Den meisten mitteleuropäischen Lesern ist nicht bewusst, dass sich die Moderne nicht nur auf den Schauplätzen der europäischen und nordamerikanischen kulturellen Inszenierungen ereignete, sondern auch, zum Beispiel in Ostasien. Vertreter dieser Moderne ist der koreanische Dichter Yisang, der koreanische Rimbaud. Ganz anders dagegen Ko Un. Er schreibt eine eher programmatische Poesie. Von beiden Literaten sind nun deutsche Übersetzungen erschienen.

Von Cornelia Jentzsch | 12.10.2005
    "An die Dunkelheit

    Begrabe die abgenutzten Sinnbilder.
    Bis morgen.
    Wenn du diese Sinnbilder zu Grabe trägst, die bisher
    Deine Seele ganz und gar
    Verschlissen haben,
    Dann erst
    Ist die Nacht eine Nacht, in der erster Schnee fällt.

    Hundert Jahre Politik und Literatur in diesem Land
    Haben die Dunkelheit nur als Sinnbild gepredigt.
    Für die dunklen Jahre des Feudalismus
    Die dunklen Jahre des Faschismus
    Die dunklen Jahre in der Arbeitslagern von Aoji
    Die dunklen Jahre des Ausnahmezustandes
    Und
    Die dunklen Jahre irgendwo.

    Wenn wir uns von diesen verordneten Bildern der Dunkelheit
    Verabschieden
    Du und ich
    Können wie schon morgen feierlich
    Das Ende dieses Alptraums
    Den Sieg über den Tod empfangen.

    Nur die unverschuldete Dunkelheit ist wahrhaftige Dunkelheit."

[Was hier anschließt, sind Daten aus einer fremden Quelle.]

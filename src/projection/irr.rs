//! Internal Rate of Return (IRR) calculation
//!
//! Solves for the monthly rate zeroing the NPV of a cash-flow series, then
//! annualizes it.

use crate::error::IrrError;

/// Months per year, used for annualization
pub const PERIODS_PER_YEAR: u32 = 12;

const TOLERANCE: f64 = 1e-12;
const MAX_ITERATIONS: u32 = 1000;

/// Bracket for the periodic rate. Wide enough for any plausible housing
/// strategy, narrow enough that `(1+r)^480` stays finite at both ends.
const RATE_FLOOR: f64 = -0.5;
const RATE_CEILING: f64 = 1.0;

/// Relative NPV residual accepted as a root (scaled by total absolute flow)
const NPV_RELATIVE_TOLERANCE: f64 = 1e-9;

/// Calculate the periodic IRR of a cash-flow series using Newton-Raphson,
/// falling back to bisection.
///
/// # Arguments
/// * `cashflows` - One flow per period (positive = inflow, negative = outflow)
///
/// # Returns
/// * Periodic rate, or an [`IrrError`] when no root exists or none was found
pub fn periodic_irr(cashflows: &[f64]) -> Result<f64, IrrError> {
    if cashflows.is_empty() {
        return Err(IrrError::Empty);
    }

    if cashflows.iter().all(|&cf| cf.abs() < 1e-10) {
        return Err(IrrError::AllZero);
    }

    // At least one sign change is required for a root
    let has_positive = cashflows.iter().any(|&cf| cf > 1e-10);
    let has_negative = cashflows.iter().any(|&cf| cf < -1e-10);
    if !has_positive || !has_negative {
        return Err(IrrError::NoSignChange);
    }

    let scale: f64 = cashflows.iter().map(|cf| cf.abs()).sum();

    if let Some(rate) = newton_raphson(cashflows, scale) {
        return Ok(rate);
    }

    bisection(cashflows, scale)
}

/// Calculate the annualized IRR of monthly cash flows: `(1 + r_monthly)^12 - 1`
pub fn annualized_irr(cashflows: &[f64]) -> Result<f64, IrrError> {
    let monthly = periodic_irr(cashflows)?;
    Ok((1.0 + monthly).powi(PERIODS_PER_YEAR as i32) - 1.0)
}

fn newton_raphson(cashflows: &[f64], scale: f64) -> Option<f64> {
    let mut rate = 0.05 / PERIODS_PER_YEAR as f64;

    for _ in 0..MAX_ITERATIONS {
        let (npv, dnpv) = npv_and_derivative(cashflows, rate);

        if !npv.is_finite() || !dnpv.is_finite() || dnpv.abs() < 1e-20 {
            return None;
        }

        let new_rate = (rate - npv / dnpv).clamp(RATE_FLOOR, RATE_CEILING);

        if (new_rate - rate).abs() < TOLERANCE {
            let residual = npv_at_rate(cashflows, new_rate);
            return (residual.abs() <= NPV_RELATIVE_TOLERANCE * scale).then_some(new_rate);
        }

        rate = new_rate;
    }

    None
}

fn bisection(cashflows: &[f64], scale: f64) -> Result<f64, IrrError> {
    let mut low = RATE_FLOOR;
    let mut high = RATE_CEILING;
    let mut npv_low = npv_at_rate(cashflows, low);
    let npv_high = npv_at_rate(cashflows, high);

    if !npv_low.is_finite() || !npv_high.is_finite() || npv_low * npv_high > 0.0 {
        return Err(IrrError::NonConvergent { iterations: 0 });
    }

    for iteration in 1..=MAX_ITERATIONS {
        let mid = (low + high) / 2.0;
        let npv_mid = npv_at_rate(cashflows, mid);

        if (high - low) / 2.0 < TOLERANCE {
            if npv_mid.abs() <= NPV_RELATIVE_TOLERANCE * scale {
                return Ok(mid);
            }
            return Err(IrrError::NonConvergent { iterations: iteration });
        }

        if npv_mid * npv_low < 0.0 {
            high = mid;
        } else {
            low = mid;
            npv_low = npv_mid;
        }
    }

    Err(IrrError::NonConvergent { iterations: MAX_ITERATIONS })
}

/// NPV and its derivative with respect to the rate
fn npv_and_derivative(cashflows: &[f64], rate: f64) -> (f64, f64) {
    let mut npv = 0.0;
    let mut dnpv = 0.0;

    for (t, &cf) in cashflows.iter().enumerate() {
        let discount = (1.0 + rate).powi(t as i32);
        npv += cf / discount;
        if t > 0 {
            dnpv -= (t as f64) * cf / (discount * (1.0 + rate));
        }
    }

    (npv, dnpv)
}

/// NPV at a given periodic rate
pub fn npv_at_rate(cashflows: &[f64], rate: f64) -> f64 {
    cashflows
        .iter()
        .enumerate()
        .map(|(t, &cf)| cf / (1.0 + rate).powi(t as i32))
        .sum()
}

    Der Dichter Ko Un wurde 1933 geboren, als die Japaner Korea besetzt hielten. Koreanisch durfte damals weder gesprochen noch geschrieben werden. Seine Muttersprache lernte Ko Un heimlich von einem Diener und nach der Befreiung war er der einzige seiner Familie, der sie noch sprach. Um die traumatischen Erlebnisse der japanischen Fremdherrschaft und des Bruderkriegs zwischen Nord- und Südkorea und zu verarbeiten, trat er mit 19 in ein buddhistisches Kloster ein.

    Korea sei in diesem Krieg so stark bombardiert worden, dass es selbst die Berge an den Gipfeln abtrug, sagte Ko Un im Gespräch. Nach zehn Jahren verließ Ko Un aus Protest gegen die politische Haltung und innere Organisation der buddhistischen Orden das Kloster. Er gründete eine Schule für Kinder mittelloser Familien, verfiel dem Alkohol, unternahm einen Suizidversuch, ging nach Seoul, wurde Mitherausgeber einer Zeitschrift, veröffentlichte zunehmend Gedichte, trank erneut, unternahm einen weiteren Selbstmordversuch.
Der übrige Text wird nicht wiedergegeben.